There's days when I truly marvel that I made it to adulthood intact. When I went to school we learned to read from whatever books we could get our hands on. No one talked about Reading Levels, and there was no such thing as Accelerated Reading Lists. Still I managed to be two grades ahead of myself in reading, spelling and comprehension.

Jump forward to today. Books at the elementary level have been categorized and numbered and starred so that parents can pigeonhole their children even easier than before! There's Blue Level One and Green Star Level 3 and Ready-To-Read Red Label-Yellow Starred-Blue Spine-Key Words Highlighted In Pink Level 99... you get the picture. I understand, on one level (which level, you ask? how about Puce With Silver Star Level 39?) that publishers want to make it easier to sell/market/shelve these early to mid level reading books, and I'm sure it makes a teacher's job easier to a certain extent. But there is fallout. There always is.

I hear it every day: "Honey, you're not at Level 3 yet. You can't take that book out." "Ma'am, can you show me where the Red Label Level Ones are at?" "My child needs some accelerated readers at Level 4.1. Where are they?" And all the while I'm smiling and directing and selecting, I want to just scream at them, "Just let the fricking kid read what he wants to!! Trust your parental judgment!! Grow a set, for god's sake!"

Sure, as a parent you don't want your child to suffer.
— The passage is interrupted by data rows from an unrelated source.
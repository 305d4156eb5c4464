//! Roaming CDR record store layer
//!
//! This crate provides access to the subscriber directory and the call
//! record store. It includes:
//!
//! - PostgreSQL connection pool management and embedded migrations (sqlx)
//! - Repository implementations backed by PostgreSQL
//! - Process-local repository implementations for tests and local runs
//! - A factory selecting the backend from configuration

pub mod pool;
pub mod repositories;
pub mod storage;

pub use pool::{create_pool, run_migrations};
pub use repositories::*;
pub use storage::{create_storage, Storage};

// Re-export commonly used types
pub use roaming_core::{AppError, AppResult};
pub use sqlx::PgPool;
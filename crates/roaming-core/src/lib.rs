//! Roaming CDR core library
//!
//! This crate provides the foundational types, traits, and error handling
//! for the roaming CDR service. It includes:
//!
//! - Domain models (Subscriber, Cdr, UsageSummary)
//! - Repository traits for the subscriber directory and the record store
//! - Unified error handling with HTTP response mapping
//! - Application configuration
//! - Month/timestamp parsing and duration formatting helpers

pub mod config;
pub mod error;
pub mod models;
pub mod time;
pub mod traits;

pub use config::AppConfig;
pub use error::AppError;

/// Result type alias using AppError
pub type AppResult<T> = Result<T, AppError>;
//! Data Transfer Objects (DTOs) for API requests and responses

pub mod cdr;
pub mod common;
pub mod usage;

pub use cdr::*;
pub use common::*;
pub use usage::*;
But a little struggle never hurt anyone. I overheard a parent yesterday saying, "You're at Level Two, honey. You'll just get frustrated with that Level Three book." So let him get frustrated! Let him work it out! Challenge the little darling! Wait, here's a novel idea--sit down with your child and help him/her work through it!

I think what concerns me most about this reading level business--and here pontificates the conspiracy theorist again--is the niggling thought that boxing our kids in to "levels" and "lists" is going to turn them into a bunch of automotons. No imagination, no creativity, no coloring outside the lines. Everyone reading the same story, thinking the same thoughts, turning beige.

Not a real pleasant future vision, is it?


Robyn said...

Bypass the school library. Go to the public one, or the (gasp!) bookstore.

I know educators have to have some kind of standard so they can compare our kids against the national average, and brag on it when they want us to pony up more tax money.

Honey said...

How sad. This kinda happened to me growing up. In fact, I think it's why I came to romance late. (I was lucky enough to have a wide variety of books available that I wasn't censored from, so I always had a love of reading and no shortage of "good" books to read.)
When my cousins were starting junior high and reading Sweet Valley High books, my parents told me they were too grown-up for me. (My cousins are 6 months to a year older than me, both chronologically and in maturity level.) The next thing I knew, I was graduating high school still thinking I was too young for them, and that any books with grown-up sexual tension were bad.

I don't have kids of my own, but I hope I don't coddle them so much that I stifle their desire to learn and keep them from deciding for themselves what they like and don't like.

spyscribbler said...

Levels are ridiculous. There's lots of leveling in piano books, and what one publisher puts in level 3, another puts in level 6.

All it serves to do is take kids six years or more to be able to do what my kids can do in two years. I don't do levels.

Brenda Oig said...

That's one main reason I homeschooled my kids. We spent a lot of time reading any books we could get our hands on. When my kids went to school (once they reached high school), then couldn't believe how bad the reading levels were in school. They were looked at as the "smart ones" because they could read so well and think for themselves. It's sad.